Volume 7 · 1,039 words · 1860 Edition

(Kybris) an island in the N.E. corner of the Levant, lying at about equal distances from the shores of Cilicia and Phoenicia. Its extreme length from the promontory of Dinaricum to that of Acamas is about 140 miles; its extreme breadth, from the promontory of Crommyon to that of Curias, about 70 miles. The area is roughly estimated at about 4500 English square miles. The greater part of the island is occupied by the central ridge and spurs of the Stavro-Vuno and Santo Croce mountains (the ancient Olympus). The loftiest peaks of this range attain a height of from 8000 to 10,000 feet above the sea. Their northern slopes are rocky and bare, but on the side of the south they are well-wooded and highly picturesque, and inclose in various parts of their course valleys of unrivalled fertility. The outline of these mountains is rugged and highly imposing in general effect, but they are not remarkable in the legends or traditions of early history. Santa Croce, however, is noteworthy, as on it stands a church said to have been built by Helena, the mother of Constantine; and another peak on the northern side of the island still shows an old castle and a monastery commanding a magnificent view. The whole island only contains two plains of any magnitude. The largest of these begins at the city of Salamis, on the eastern side of the island, and extends westward to the city of Tamasus; the other, which also extends westward, begins at the town of Citium, and stretches inland to the southern slopes of Mount Olympus. The first of these plains, whose fertility has always been remarkable, was called Messara, and was watered by the Pediarus; the other, which was no less fertile, was watered by the Tretus. Except these two districts and occasional valleys in the range of Olympus, the island is for the most part beyond the reach of cultivation.
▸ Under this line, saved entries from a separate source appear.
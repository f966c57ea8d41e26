//! # Humane Tracker Core Library
//!
//! This library provides the core logic for the Humane habit tracker: a
//! weekly-target tracker with no streaks and no penalties. The `humane` CLI
//! binary is a thin layer over the same library.
//!
//! ## Architecture
//!
//! - **Habits**: Definitions, daily entries and the pure status rules
//!   evaluated against a Monday-start week
//! - **Storage**: SQLite-backed habit and entry stores plus TOML
//!   configuration
//! - **Aggregation**: Category sections and summary counts for a dashboard
//! - **Reconciliation**: Merge-or-abandon flow for data recorded before
//!   sign-in
//! - **Backup**: JSON export, import and offline repair of backup documents
//!
//! ## Key Components
//!
//! - [`compute_status`]: Status of one habit on a reference date
//! - [`cycle_cell`]: Click-to-cycle for a single day cell
//! - [`load_dashboard`]: Fetch and aggregate a user's week
//! - [`reconcile`]: Sign-in flow for local anonymous data
//! - [`SqliteStore`]: Persistence for habits and entries
//! - [`Config`]: Application configuration management

pub mod aggregate;
pub mod backup;
pub mod error;
pub mod events;
pub mod habit;
pub mod reconcile;
pub mod storage;

pub use aggregate::{aggregate, load_dashboard, CategorySection, Dashboard, SummaryStats};
pub use backup::BackupDocument;
pub use error::{AuthError, ConfigError, CoreError, Result, StoreError, ValidationError};
pub use events::{ChangeFeed, ChangeSubscription, StoreChange};
pub use habit::{
    compute_status, compute_week_count, cycle_cell, next_value, seed_defaults, week_window,
    Category, CycleOutcome, CycleRequest, Entry, Habit, HabitPatch, HabitWithStatus, NewEntry,
    NewHabit, Status,
};
pub use reconcile::{
    reconcile, Authenticator, LocalDataSummary, MergeChoice, MergePrompt, ReconciliationResult,
    ReconciliationState,
};
pub use storage::{Config, EntryStore, HabitStore, SqliteStore};
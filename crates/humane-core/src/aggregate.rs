//! Dashboard aggregation.
//!
//! Rolls per-habit statuses into category sections and a summary. The
//! aggregation is a pure function of its inputs and can be re-run from
//! scratch whenever the stores change.

use std::collections::HashMap;

use chrono::NaiveDate;
use serde::{Deserialize, Serialize};

use crate::error::Result;
use crate::habit::{evaluate, week_window, Category, HabitWithStatus, Status};
use crate::storage::{EntryStore, HabitStore};

/// Counts over the de-duplicated habit list.
#[derive(Debug, Clone, Copy, Default, PartialEq, Eq, Serialize, Deserialize)]
pub struct SummaryStats {
    pub due_today: usize,
    pub overdue: usize,
    pub done_today: usize,
    pub on_track: usize,
    pub total: usize,
}

/// Habits of one category.
#[derive(Debug, Clone, PartialEq, Serialize, Deserialize)]
pub struct CategorySection {
    pub category: Category,
    pub label: String,
    pub color: String,
    /// Presentation-owned flag, passed through unchanged.
    pub collapsed: bool,
    pub habits: Vec<HabitWithStatus>,
}

/// Read-only view model handed to the presentation layer.
#[derive(Debug, Clone, PartialEq, Serialize, Deserialize)]
pub struct Dashboard {
    pub sections: Vec<CategorySection>,
    pub summary: SummaryStats,
}

impl Default for Dashboard {
    fn default() -> Self {
        aggregate(Vec::new(), &[])
    }
}

impl Dashboard {
    pub fn section(&self, category: Category) -> Option<&CategorySection> {
        self.sections.iter().find(|s| s.category == category)
    }

    pub fn habits(&self) -> impl Iterator<Item = &HabitWithStatus> {
        self.sections.iter().flat_map(|s| s.habits.iter())
    }
}

/// Keep one habit per exact name.
///
/// Upstream double-writes can leave two habits with the same name. The one
/// with the most entries in the window survives; ties keep the first seen.
/// Survivors stay at the position where their name first appeared.
pub fn dedupe_by_name(habits: Vec<HabitWithStatus>) -> Vec<HabitWithStatus> {
    let mut slots: Vec<HabitWithStatus> = Vec::with_capacity(habits.len());
    let mut by_name: HashMap<String, usize> = HashMap::new();

    for candidate in habits {
        match by_name.get(&candidate.habit.name).copied() {
            Some(slot) => {
                let kept = &mut slots[slot];
                if candidate.entries.len() > kept.entries.len() {
                    tracing::warn!(
                        name = %candidate.habit.name,
                        kept = %candidate.habit.id,
                        dropped = %kept.habit.id,
                        "duplicate habit name, keeping the one with more entries"
                    );
                    *kept = candidate;
                } else {
                    tracing::warn!(
                        name = %candidate.habit.name,
                        kept = %kept.habit.id,
                        dropped = %candidate.habit.id,
                        "duplicate habit name, keeping the first seen"
                    );
                }
            }
            None => {
                by_name.insert(candidate.habit.name.clone(), slots.len());
                slots.push(candidate);
            }
        }
    }
    slots
}

pub fn summarize(habits: &[HabitWithStatus]) -> SummaryStats {
    let count = |status: Status| habits.iter().filter(|h| h.status == status).count();
    SummaryStats {
        due_today: count(Status::Today),
        overdue: count(Status::Overdue),
        done_today: count(Status::Done),
        on_track: count(Status::Met),
        total: habits.len(),
    }
}

/// Group habits into one section per category, in category order.
///
/// Every category gets a section, empty or not.
pub fn aggregate(habits: Vec<HabitWithStatus>, collapsed: &[Category]) -> Dashboard {
    let habits = dedupe_by_name(habits);
    let summary = summarize(&habits);

    let mut sections: Vec<CategorySection> = Category::ALL
        .iter()
        .map(|&category| CategorySection {
            category,
            label: category.label().to_string(),
            color: category.color().to_string(),
            collapsed: collapsed.contains(&category),
            habits: Vec::new(),
        })
        .collect();
    for habit in habits {
        sections[habit.habit.category.ordinal()].habits.push(habit);
    }

    Dashboard { sections, summary }
}

fn load_statuses(
    habits: &dyn HabitStore,
    entries: &dyn EntryStore,
    user_id: &str,
    reference: NaiveDate,
) -> Result<Vec<HabitWithStatus>> {
    let (monday, sunday) = week_window(reference);
    let defs = habits.get_by_user_id(user_id)?;
    let window = entries.get_by_user_and_date_range(user_id, monday, sunday)?;
    Ok(defs
        .into_iter()
        .map(|habit| evaluate(habit, &window, reference))
        .collect())
}

/// Fetch a user's habits and week entries, then aggregate.
///
/// Store failures never reach the caller: they are logged and the empty
/// dashboard is returned.
pub fn load_dashboard(
    habits: &dyn HabitStore,
    entries: &dyn EntryStore,
    user_id: &str,
    reference: NaiveDate,
    collapsed: &[Category],
) -> Dashboard {
    match load_statuses(habits, entries, user_id, reference) {
        Ok(statuses) => aggregate(statuses, collapsed),
        Err(e) => {
            tracing::warn!(user_id, error = %e, "failed to load habits, showing empty dashboard");
            aggregate(Vec::new(), collapsed)
        }
    }
}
Considerable part of the wealth of ancient Cyprus arose from its copper mines, the most important of which were those of Tamasus in the centre of the island, Soli on the north coast, and Amathus and Cyrium on the south coast. In these mines gold and silver were also found. The precious stones of Cyprus were also highly valued. The chief of these were the emerald, agate, malachite, jasper, opal, and the minerals asbestos and rock crystal.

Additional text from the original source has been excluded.